Back in March, Jarren Duran was one of the best stories at the World Baseball Classic. Patrolling center field for Mexico (he represented them in 2023 too, though that one’s best forgotten, going 0-for-5 as a bench player), he was an absolute force. Four games, three home runs, five RBIs, two stolen bases. He hit .333 with a .412 OBP, and slugged 1.000. That’s a tournament OPS of 1.412.
He came back to Ft. Myers looking like a changed player. The spring numbers backed it up. The buzz was real. Everyone
talked themselves into the idea that 2026 was going to be the year Jarren Duran not just arrived, but served as a baseball dominator.
Then the regular season started.
By the time we hit mid-May, Duran was hitting .162. His OPS had dipped below .500 at one point. The same guy who’d been launching balls over the wall for Mexico in March was rolling over breaking balls and getting punched out on fastballs he used to barrel up. His adjusted high leg kick was seemingly messing up the entire mechanical structure in his swing. The WBC hadn’t been a preview. It had been a very small sample of Duran at his ceiling, mistaken for his floor.
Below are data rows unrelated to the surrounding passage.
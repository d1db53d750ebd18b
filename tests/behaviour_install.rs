//! Behaviour-driven tests for package body installation.
//!
//! Scenarios build a package body in memory, install it onto a [`MemFs`],
//! and inspect the manifest and the resulting tree.

use apk_install::error::InstallError;
use apk_install::fs::PackageFs;
use apk_install::fs::memory::{FsCall, MemFs};
use apk_install::test_utils::{PackageBuilder, truncated_package};
use apk_install::{InstallManifest, install_package};
use camino::Utf8Path;
use rstest::fixture;
use rstest_bdd_macros::{given, scenario, then, when};

// ---------------------------------------------------------------------------
// World types
// ---------------------------------------------------------------------------

#[derive(Default)]
struct InstallWorld {
    fs: MemFs,
    builder: Option<PackageBuilder>,
    body: Option<Vec<u8>>,
    calls_before: usize,
    result: Option<apk_install::Result<InstallManifest>>,
}

impl InstallWorld {
    fn append(&mut self, add: impl FnOnce(PackageBuilder) -> PackageBuilder) {
        let builder = self.builder.take().unwrap_or_default();
        self.builder = Some(add(builder));
    }

    fn manifest(&self) -> &InstallManifest {
        match self.result.as_ref().expect("package not installed") {
            Ok(manifest) => manifest,
            Err(err) => panic!("installation failed: {err}"),
        }
    }

    fn error(&self) -> &InstallError {
        match self.result.as_ref().expect("package not installed") {
            Ok(manifest) => panic!("installation succeeded with {} entries", manifest.len()),
            Err(err) => err,
        }
    }
}

#[fixture]
fn world() -> InstallWorld {
    InstallWorld::default()
}

// ---------------------------------------------------------------------------
// Step definitions
// ---------------------------------------------------------------------------

#[given("a package with a hidden control file \"{name}\"")]
fn given_control_file(world: &mut InstallWorld, name: String) {
    world.append(|builder| builder.file(&name, b""));
}

#[given("a directory \"{name}\"")]
fn given_directory(world: &mut InstallWorld, name: String) {
    world.append(|builder| builder.dir(&name));
}

#[given("a file \"{name}\" containing \"{content}\"")]
fn given_file(world: &mut InstallWorld, name: String, content: String) {
    world.append(|builder| builder.file(&name, content.as_bytes()));
}

#[given("a character device \"{name}\"")]
fn given_char_device(world: &mut InstallWorld, name: String) {
    world.append(|builder| builder.special(&name, tar::EntryType::Char));
}

#[given("a hard link \"{name}\" to \"{target}\"")]
fn given_hard_link(world: &mut InstallWorld, name: String, target: String) {
    world.append(|builder| builder.hardlink(&name, &target));
}

#[given("a package whose file \"{name}\" declares {declared} bytes but carries \"{content}\"")]
fn given_truncated(world: &mut InstallWorld, name: String, declared: u64, content: String) {
    world.body = Some(truncated_package(&name, declared, content.as_bytes()));
}

#[given("the target already has directory \"{path}\"")]
fn given_existing_dir(world: &mut InstallWorld, path: String) {
    world
        .fs
        .make_dir_all(Utf8Path::new(&path), 0o755)
        .expect("seed directory");
}

#[given("the target already has symlink \"{path}\" pointing at \"{target}\"")]
fn given_existing_symlink(world: &mut InstallWorld, path: String, target: String) {
    world
        .fs
        .symlink(Utf8Path::new(&target), Utf8Path::new(&path))
        .expect("seed symlink");
}

#[when("the package is installed")]
fn when_installed(world: &mut InstallWorld) {
    let body = match world.body.take() {
        Some(body) => body,
        None => world.builder.take().unwrap_or_default().finish(),
    };
    world.calls_before = world.fs.calls().len();
    world.result = Some(install_package(&world.fs, body.as_slice()));
}

#[then("the manifest lists \"{names}\"")]
fn then_manifest_lists(world: &mut InstallWorld, names: String) {
    let expected: Vec<&str> = names.split(", ").collect();
    let actual: Vec<&str> = world
        .manifest()
        .iter()
        .map(|entry| entry.name().as_str())
        .collect();
    assert_eq!(actual, expected);
}

#[then("the checksum of \"{name}\" is \"{checksum}\"")]
fn then_checksum_is(world: &mut InstallWorld, name: String, checksum: String) {
    let entry = world
        .manifest()
        .iter()
        .find(|entry| entry.name() == name.as_str())
        .expect("entry in manifest");
    let actual = entry.checksum.expect("regular file checksum").to_string();
    assert_eq!(actual, checksum);
}

#[then("no directory was created")]
fn then_no_directory_created(world: &mut InstallWorld) {
    let calls = world.fs.calls();
    let created = calls
        .iter()
        .skip(world.calls_before)
        .filter(|call| matches!(call, FsCall::MakeDirAll(_)))
        .count();
    assert_eq!(created, 0);
}

#[then("installation fails with an unsupported entry")]
fn then_fails_unsupported(world: &mut InstallWorld) {
    let err = world.error();
    assert!(
        matches!(err, InstallError::UnsupportedEntry { .. }),
        "expected UnsupportedEntry, got {err:?}"
    );
}

#[then("installation fails with short content")]
fn then_fails_short(world: &mut InstallWorld) {
    let err = world.error();
    assert!(
        matches!(err, InstallError::ShortContent { .. }),
        "expected ShortContent, got {err:?}"
    );
}

#[then("\"{path}\" was not written")]
fn then_not_written(world: &mut InstallWorld, path: String) {
    assert_eq!(world.fs.file_contents(Utf8Path::new(&path)), None);
}

#[then("\"{path}\" contains \"{content}\"")]
fn then_contains(world: &mut InstallWorld, path: String, content: String) {
    assert_eq!(
        world.fs.file_contents(Utf8Path::new(&path)),
        Some(content.into_bytes())
    );
}

// ---------------------------------------------------------------------------
// Scenario bindings
// ---------------------------------------------------------------------------

#[scenario(
    path = "tests/features/install.feature",
    name = "Control files before the data section are skipped"
)]
fn scenario_skip_control_files(world: InstallWorld) {
    let _ = world;
}

#[scenario(
    path = "tests/features/install.feature",
    name = "Hidden files inside the data section are installed"
)]
fn scenario_hidden_after_data_section(world: InstallWorld) {
    let _ = world;
}

#[scenario(
    path = "tests/features/install.feature",
    name = "A directory reached through a symlink is left alone"
)]
fn scenario_symlinked_directory(world: InstallWorld) {
    let _ = world;
}

#[scenario(
    path = "tests/features/install.feature",
    name = "Device nodes abort the installation"
)]
fn scenario_device_nodes(world: InstallWorld) {
    let _ = world;
}

#[scenario(
    path = "tests/features/install.feature",
    name = "A truncated file is reported"
)]
fn scenario_truncated_file(world: InstallWorld) {
    let _ = world;
}

#[scenario(
    path = "tests/features/install.feature",
    name = "Hard links share content with their target"
)]
fn scenario_hard_links(world: InstallWorld) {
    let _ = world;
}

#[scenario(
    path = "tests/features/install.feature",
    name = "A directory reached through a chain of symlinks is left alone"
)]
fn scenario_symlink_chain(world: InstallWorld) {
    let _ = world;
}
To be fair to everyone who bought in, the tournament version of Duran was real…at one point. Still, 15 at-bats against international rosters in early March, before pitchers are stretched out and before the humidity in Florida has had a chance to stiffen anyone up, doesn’t tell you that much about how a guy is going to hold up against five months of a major league rotation. The WBC is great baseball. It’s just not the same thing. And the gap between a 1.412 OPS in March and a .497 OPS in April isn’t actually that surprising if you step back and look at it honestly.
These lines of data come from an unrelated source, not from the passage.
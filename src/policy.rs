//! Per-entry installation policy.
//!
//! [`resolve_action`] looks at an entry and the current filesystem state and
//! decides what to do; [`Action::apply`] performs it. Keeping the two apart
//! lets the decision be inspected without side effects.

use crate::checksum::{Checksum, write_checksummed};
use crate::entry::{ArchiveEntry, EntryKind};
use crate::error::{FsOperation, InstallError, Result};
use crate::fs::{MAX_SYMLINK_HOPS, PackageFs};
use camino::{Utf8Path, Utf8PathBuf};
use std::fmt;
use std::io::Read;

/// What to do with one archive entry.
#[derive(Debug, Clone, PartialEq, Eq)]
pub enum Action {
    /// The directory path is already a symlink to a directory; leave it.
    KeepSymlinkedDirectory,
    /// Create the directory and any missing ancestors with `perm`.
    CreateDirectory {
        /// Permission bits for new directories.
        perm: u32,
    },
    /// Write the entry content to a new or truncated file.
    WriteFile {
        /// Mode for the created file.
        mode: u32,
    },
    /// Create a symlink whose content is `target`.
    Symlink {
        /// Link content.
        target: Utf8PathBuf,
    },
    /// Create a hard link to the earlier entry at `target`.
    Hardlink {
        /// Archive path of the existing file.
        target: Utf8PathBuf,
    },
}

impl fmt::Display for Action {
    fn fmt(&self, f: &mut fmt::Formatter<'_>) -> fmt::Result {
        match self {
            Self::KeepSymlinkedDirectory => f.write_str("keep symlinked directory"),
            Self::CreateDirectory { perm } => write!(f, "create directory ({perm:04o})"),
            Self::WriteFile { mode } => write!(f, "write file ({mode:04o})"),
            Self::Symlink { target } => write!(f, "symlink -> {target}"),
            Self::Hardlink { target } => write!(f, "hard link -> {target}"),
        }
    }
}

impl Action {
    /// Perform the action for `entry`, reading file content from `content`.
    ///
    /// Returns the content checksum for [`Action::WriteFile`] and `None`
    /// otherwise. A failed symlink is an error; content is never copied in
    /// its place.
    ///
    /// # Errors
    ///
    /// Returns [`InstallError::Io`] when the filesystem rejects the
    /// operation, or any error from [`write_checksummed`].
    pub fn apply<F, R>(
        &self,
        fs: &F,
        entry: &ArchiveEntry,
        content: &mut R,
        buffer_size: usize,
    ) -> Result<Option<Checksum>>
    where
        F: PackageFs + ?Sized,
        R: Read + ?Sized,
    {
        let path = entry.path();
        match self {
            Self::KeepSymlinkedDirectory => Ok(None),
            Self::CreateDirectory { perm } => fs
                .make_dir_all(path, *perm)
                .map(|()| None)
                .map_err(|err| InstallError::io(FsOperation::CreateDirectory, path, err)),
            Self::WriteFile { mode } => {
                write_checksummed(fs, path, *mode, entry.size, content, buffer_size).map(Some)
            }
            Self::Symlink { target } => fs
                .symlink(target, path)
                .map(|()| None)
                .map_err(|err| InstallError::io(FsOperation::CreateSymlink, path, err)),
            Self::Hardlink { target } => fs
                .hard_link(target, path)
                .map(|()| None)
                .map_err(|err| InstallError::io(FsOperation::CreateHardlink, path, err)),
        }
    }
}

/// Decide how to install `entry` given the current state of `fs`.
///
/// # Errors
///
/// Returns [`InstallError::UnsupportedEntry`] for entry kinds other than
/// directory, regular file, symlink, and hard link.
pub fn resolve_action<F>(fs: &F, entry: &ArchiveEntry) -> Result<Action>
where
    F: PackageFs + ?Sized,
{
    match entry.kind {
        EntryKind::Directory => {
            if is_symlinked_directory(fs, entry.path()) {
                Ok(Action::KeepSymlinkedDirectory)
            } else {
                Ok(Action::CreateDirectory {
                    perm: entry.dir_perm(),
                })
            }
        }
        EntryKind::Regular => Ok(Action::WriteFile {
            mode: entry.file_mode(),
        }),
        EntryKind::Symlink => Ok(Action::Symlink {
            target: entry.link_target.clone().unwrap_or_default(),
        }),
        EntryKind::Hardlink => Ok(Action::Hardlink {
            target: entry.link_target.clone().unwrap_or_default(),
        }),
        EntryKind::Other(type_code) => Err(InstallError::UnsupportedEntry {
            path: entry.name.clone(),
            type_code,
        }),
    }
}

/// Return whether `path` exists as a symlink whose target is a directory.
///
/// Chains of links are followed up to [`MAX_SYMLINK_HOPS`]. Lookup failures
/// at any step mean "no"; the caller then creates the directory and reports
/// whatever error that produces.
pub fn is_symlinked_directory<F>(fs: &F, path: &Utf8Path) -> bool
where
    F: PackageFs + ?Sized,
{
    if !fs.stat(path).is_ok_and(|meta| meta.is_symlink()) {
        return false;
    }
    let mut link = path.to_owned();
    for _ in 0..MAX_SYMLINK_HOPS {
        let Ok(target) = fs.read_link(&link) else {
            return false;
        };
        let destination = link_destination(&link, &target);
        match fs.stat(&destination) {
            Ok(meta) if meta.is_symlink() => link = destination,
            Ok(meta) => return meta.is_dir(),
            Err(_) => return false,
        }
    }
    false
}

/// Resolve a symlink's content relative to the directory holding the link.
fn link_destination(link: &Utf8Path, target: &Utf8Path) -> Utf8PathBuf {
    if target.is_absolute() {
        return target.to_owned();
    }
    link.parent()
        .map_or_else(|| target.to_owned(), |parent| parent.join(target))
}
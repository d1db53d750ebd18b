//! [`PackageFs`] backed by a real directory.
//!
//! Archive paths are resolved below the root one component at a time.
//! Symlinks met along the way are followed inside the root: absolute
//! contents restart at the root and `..` stops there, so neither an entry
//! name nor a link installed by an earlier entry can reach the host. Link
//! contents are still written verbatim, which is the layout an image root
//! expects.

use super::{
    FileHandle, FileKind, FileMeta, MAX_SYMLINK_HOPS, PackageFs, reject_parent_dirs, segments,
    too_many_links,
};
use camino::{Utf8Path, Utf8PathBuf};
use std::fs::{self, DirBuilder, OpenOptions};
use std::io;
use std::os::unix::fs::{DirBuilderExt, OpenOptionsExt, PermissionsExt};

/// A filesystem rooted at a host directory.
#[derive(Debug, Clone, PartialEq, Eq)]
pub struct DirFs {
    root: Utf8PathBuf,
}

impl DirFs {
    /// Use `root` as the top of the installation namespace.
    ///
    /// The directory is not created; it must exist before installing.
    #[must_use]
    pub fn new(root: impl Into<Utf8PathBuf>) -> Self {
        Self { root: root.into() }
    }

    /// Return the root directory.
    #[must_use]
    pub fn root(&self) -> &Utf8Path {
        &self.root
    }

    /// Map an archive path to its host location, following symlinks inside
    /// the root. The final component is followed only when `follow_last` is
    /// set.
    fn resolve(&self, path: &Utf8Path, follow_last: bool) -> io::Result<Utf8PathBuf> {
        let mut pending = segments(path);
        let mut current = Utf8PathBuf::new();
        let mut hops = 0;
        while let Some(part) = pending.pop_front() {
            if part == ".." {
                current.pop();
                continue;
            }
            let candidate = current.join(&part);
            let follow = follow_last || !pending.is_empty();
            if follow && self.is_link(&candidate) {
                hops += 1;
                if hops > MAX_SYMLINK_HOPS {
                    return Err(too_many_links(path));
                }
                let target = self.link_content(&candidate)?;
                if target.is_absolute() {
                    current.clear();
                }
                let mut next = segments(&target);
                next.extend(pending);
                pending = next;
            } else {
                current = candidate;
            }
        }
        Ok(self.root.join(current))
    }

    fn is_link(&self, relative: &Utf8Path) -> bool {
        fs::symlink_metadata(self.root.join(relative))
            .is_ok_and(|metadata| metadata.file_type().is_symlink())
    }

    fn link_content(&self, relative: &Utf8Path) -> io::Result<Utf8PathBuf> {
        read_utf8_link(&self.root.join(relative))
    }

    /// Resolve a path that is about to be written, refusing `..` in it.
    /// Leading and trailing `/` are ignored, so `lib/` names the link itself
    /// rather than what it points at.
    fn resolve_new(&self, path: &Utf8Path, follow_last: bool) -> io::Result<Utf8PathBuf> {
        reject_parent_dirs(path)?;
        self.resolve(path, follow_last)
    }
}

impl PackageFs for DirFs {
    fn open_for_create(&self, path: &Utf8Path, mode: u32) -> io::Result<FileHandle> {
        let file = OpenOptions::new()
            .write(true)
            .create(true)
            .truncate(true)
            .mode(mode)
            .open(self.resolve_new(path, true)?)?;
        Ok(Box::new(file))
    }

    fn stat(&self, path: &Utf8Path) -> io::Result<FileMeta> {
        let metadata = fs::symlink_metadata(self.resolve(path, false)?)?;
        let file_type = metadata.file_type();
        let kind = if file_type.is_symlink() {
            FileKind::Symlink
        } else if file_type.is_dir() {
            FileKind::Directory
        } else if file_type.is_file() {
            FileKind::Regular
        } else {
            FileKind::Other
        };
        Ok(FileMeta {
            kind,
            mode: metadata.permissions().mode() & 0o7777,
        })
    }

    fn read_link(&self, path: &Utf8Path) -> io::Result<Utf8PathBuf> {
        read_utf8_link(&self.resolve(path, false)?)
    }

    // New directories are still subject to the process umask.
    fn make_dir_all(&self, path: &Utf8Path, perm: u32) -> io::Result<()> {
        DirBuilder::new()
            .recursive(true)
            .mode(perm)
            .create(self.resolve_new(path, true)?)
    }

    fn symlink(&self, target: &Utf8Path, path: &Utf8Path) -> io::Result<()> {
        std::os::unix::fs::symlink(target, self.resolve_new(path, false)?)
    }

    fn hard_link(&self, target: &Utf8Path, path: &Utf8Path) -> io::Result<()> {
        fs::hard_link(
            self.resolve_new(target, true)?,
            self.resolve_new(path, false)?,
        )
    }
}

fn read_utf8_link(host: &Utf8Path) -> io::Result<Utf8PathBuf> {
    let target = fs::read_link(host)?;
    Utf8PathBuf::try_from(target)
        .map_err(|err| io::Error::new(io::ErrorKind::InvalidData, err.to_string()))
}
Over the final two weeks of May, Duran has finally started doing what the WBC version of him had been doing all March. On May 19th in Kansas City, he crushed a three-run homer in the ninth inning to put a bow on a 7-1 win—the Sox’s most convincing offensive performance in weeks. Two days later, he came back with a go-ahead, two-run shot in the seventh to complete a sweep. In between those two, he roped a 114.1 mph rocket to right-center field for his first triple of the season, a ball that left his bat looking like it was shot out of a cannon. Seven-for-nineteen over that five-game stretch. Three doubles. One triple. Two homers. Six RBIs.
Then the Twins came to Fenway and swept the Sox in three games. Duran went quiet—including a strikeout looking with the bases loaded to end a game on May 23rd. It didn’t hold.
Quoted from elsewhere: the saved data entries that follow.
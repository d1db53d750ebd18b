//! Archive walking and installation.
//!
//! The walker decompresses the package body, reads tar entries one at a
//! time, and feeds each through the [`DataSectionGate`] and the entry
//! policy. Each entry is fully installed before the next header is read,
//! and the first error stops the walk without returning a manifest.

use crate::config::InstallOptions;
use crate::entry::{ArchiveEntry, EntryKind, InstallManifest, InstalledEntry};
use crate::error::{InstallError, Result};
use crate::fs::PackageFs;
use crate::gate::DataSectionGate;
use crate::policy::resolve_action;
use camino::{Utf8Path, Utf8PathBuf};
use flate2::read::MultiGzDecoder;
use log::{debug, trace};
use std::collections::BTreeMap;
use std::io::Read;

/// Outcome of feeding one entry to an [`InstallWalk`].
#[derive(Debug, Clone, Copy, PartialEq, Eq)]
pub enum Step {
    /// The entry preceded the data section and was not installed.
    Skipped,
    /// The entry was installed and appended to the manifest.
    Installed,
}

/// State of one installation: the data-section latch and the manifest built
/// so far.
///
/// Entries must be fed in archive order. [`crate::walker::Installer`]
/// drives this from a tar stream; it is public so the sequencing can be
/// driven and inspected directly.
#[derive(Debug)]
pub struct InstallWalk<'fs, F: ?Sized> {
    fs: &'fs F,
    gate: DataSectionGate,
    buffer_size: usize,
    manifest: InstallManifest,
}

impl<'fs, F> InstallWalk<'fs, F>
where
    F: PackageFs + ?Sized,
{
    /// Start a walk over `fs` configured by `options`.
    #[must_use]
    pub fn new(fs: &'fs F, options: &InstallOptions) -> Self {
        let gate = if options.legacy_data_section {
            DataSectionGate::new()
        } else {
            DataSectionGate::open()
        };
        Self {
            fs,
            gate,
            buffer_size: options.copy_buffer_size,
            manifest: InstallManifest::new(),
        }
    }

    /// Return the data-section gate.
    #[must_use]
    pub const fn gate(&self) -> &DataSectionGate {
        &self.gate
    }

    /// Return the entries installed so far.
    #[must_use]
    pub const fn manifest(&self) -> &InstallManifest {
        &self.manifest
    }

    /// Install `entry`, reading any file content from `content`.
    ///
    /// # Errors
    ///
    /// Returns the first error raised while resolving or applying the
    /// entry's action; the entry is not added to the manifest.
    pub fn step<R>(&mut self, entry: ArchiveEntry, content: &mut R) -> Result<Step>
    where
        R: Read + ?Sized,
    {
        let was_started = self.gate.has_started();
        if !self.gate.admit(entry.name.as_str()) {
            debug!("skipping {} before data section", entry.name);
            return Ok(Step::Skipped);
        }
        if !was_started {
            debug!("data section starts at {}", entry.name);
        }

        let action = resolve_action(self.fs, &entry)?;
        trace!("{}: {action}", entry.name);
        let checksum = action.apply(self.fs, &entry, content, self.buffer_size)?;
        self.manifest.push(InstalledEntry { entry, checksum });
        Ok(Step::Installed)
    }

    /// Finish the walk and return the manifest.
    #[must_use]
    pub fn finish(self) -> InstallManifest {
        self.manifest
    }
}

/// Installs gzip-compressed tar package bodies onto a [`PackageFs`].
///
/// # Examples
///
/// ```
/// use apk_install::fs::memory::MemFs;
/// use apk_install::walker::Installer;
/// use flate2::Compression;
/// use flate2::write::GzEncoder;
///
/// let mut header = tar::Header::new_gnu();
/// header.set_path("motd").unwrap();
/// header.set_entry_type(tar::EntryType::Regular);
/// header.set_size(2);
/// header.set_mode(0o644);
/// header.set_cksum();
/// let mut builder = tar::Builder::new(GzEncoder::new(Vec::new(), Compression::default()));
/// builder.append(&header, &b"hi"[..]).unwrap();
/// let body = builder.into_inner().unwrap().finish().unwrap();
///
/// let fs = MemFs::new();
/// let manifest = Installer::new(&fs).install(body.as_slice()).unwrap();
/// assert_eq!(manifest.len(), 1);
/// ```
#[derive(Debug)]
pub struct Installer<'fs, F: ?Sized> {
    fs: &'fs F,
    options: InstallOptions,
}

impl<'fs, F> Installer<'fs, F>
where
    F: PackageFs + ?Sized,
{
    /// Create an installer for `fs` with default options.
    #[must_use]
    pub fn new(fs: &'fs F) -> Self {
        Self::with_options(fs, InstallOptions::default())
    }

    /// Create an installer for `fs` with `options`.
    #[must_use]
    pub const fn with_options(fs: &'fs F, options: InstallOptions) -> Self {
        Self { fs, options }
    }

    /// Decompress `package` and install every entry in its data section.
    ///
    /// Returns the manifest of installed entries in archive order. Files
    /// created before a failure are left in place.
    ///
    /// # Errors
    ///
    /// Returns [`InstallError::StreamFormat`] for corrupt gzip or tar data,
    /// [`InstallError::UnsupportedEntry`] for device nodes, FIFOs and other
    /// unsupported entries, [`InstallError::ShortContent`] for truncated
    /// file content, and [`InstallError::Io`] for filesystem failures.
    pub fn install<R: Read>(&self, package: R) -> Result<InstallManifest> {
        let mut archive = tar::Archive::new(MultiGzDecoder::new(package));
        let mut walk = InstallWalk::new(self.fs, &self.options);
        let entries = archive
            .entries()
            .map_err(|err| InstallError::stream("archive start", err))?;

        for next in entries {
            let mut tar_entry = next.map_err(|err| {
                InstallError::stream(after_location(walk.manifest()), err)
            })?;
            let entry = read_header(&mut tar_entry)?;
            walk.step(entry, &mut tar_entry)?;
        }

        let manifest = walk.finish();
        debug!("installed {} entries", manifest.len());
        Ok(manifest)
    }
}

/// Install `package` onto `fs` with default options.
///
/// # Errors
///
/// See [`Installer::install`].
pub fn install_package<F, R>(fs: &F, package: R) -> Result<InstallManifest>
where
    F: PackageFs + ?Sized,
    R: Read,
{
    Installer::new(fs).install(package)
}

fn after_location(manifest: &InstallManifest) -> String {
    manifest.entries().last().map_or_else(
        || "first entry header".to_owned(),
        |last| format!("header after {}", last.name()),
    )
}

/// Convert a tar header into an [`ArchiveEntry`].
fn read_header<R: Read>(tar_entry: &mut tar::Entry<'_, R>) -> Result<ArchiveEntry> {
    let name = Utf8PathBuf::from(String::from_utf8_lossy(&tar_entry.path_bytes()).into_owned());
    let header = tar_entry.header();
    let kind = entry_kind(header, &name);
    let mode = header
        .mode()
        .map_err(|err| InstallError::stream(format!("mode of {name}"), err))?;
    let size = tar_entry.size();
    let link_target = tar_entry
        .link_name_bytes()
        .map(|bytes| Utf8PathBuf::from(String::from_utf8_lossy(&bytes).into_owned()));
    let pax_records = read_pax_records(tar_entry)
        .map_err(|err| InstallError::stream(format!("PAX records of {name}"), err))?;

    Ok(ArchiveEntry {
        name,
        kind,
        mode,
        size,
        link_target,
        pax_records,
    })
}

/// Legacy V7 archives mark regular files with a NUL type flag and
/// directories only by a trailing `/` on the name.
fn entry_kind(header: &tar::Header, name: &Utf8Path) -> EntryKind {
    let [flag] = header.as_old().linkflag;
    if flag == 0 && name.as_str().ends_with('/') {
        return EntryKind::Directory;
    }
    EntryKind::from(header.entry_type())
}

fn read_pax_records<R: Read>(
    tar_entry: &mut tar::Entry<'_, R>,
) -> std::io::Result<BTreeMap<String, String>> {
    let mut records = BTreeMap::new();
    let Some(extensions) = tar_entry.pax_extensions()? else {
        return Ok(records);
    };
    for extension in extensions {
        let record = extension?;
        records.insert(
            String::from_utf8_lossy(record.key_bytes()).into_owned(),
            String::from_utf8_lossy(record.value_bytes()).into_owned(),
        );
    }
    Ok(records)
}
He kept it going against Atlanta. A 106.9 mph leadoff shot off Spencer Strider on May 26th—412 feet, gone in every ballpark—was his 10th career leadoff homer, tying Jacoby Ellsbury for second-most in Red Sox history. Only Mookie Betts has hit more. The next night: four hits, another homer, an 8-0 Sox win.
His season line is still a project. Through 212 at-bats he’s hitting .217 with a .675 OPS. The ten stolen bases and nine home runs are real production, but anyone who watched him grind through April knows how much damage that stretch did to the overall numbers. One good week doesn’t rewrite the story. The WBC hangover was real and the early-season hole was deep.
But the direction is right. The contact has looked different lately. That 114.1 mph triple didn’t come from a broken swing. He dropped the leg kick for a toe-tap in late April but has seemingly brought it back. Whatever he’s been working on with the leg kick—whether it’s a timing mechanic or just a different method for comfort—it looks like it’s clicking.
Mike Carlucci wrote about Duran’s season by the numbers not even two weeks ago—he preceded this hot streak just enough to warrant revisiting it.
He was genuinely great at the WBC. Three home runs in four games against that competition isn’t nothing. But the reasonable expectation for 2026 was always something between that 1.412 OPS in March and whatever rock bottom looked like in April. He’s a dynamic, disruptive leadoff presence when he’s right. He’s a problem at the top of the order when he’s not. Right now, for the first time since he got back from Mexico, he’s starting to look like the right version of himself.
Duran didn’t blink through the worst of a months-long slump this season so far. The Angry Lizard is pounding on more infield clay once again.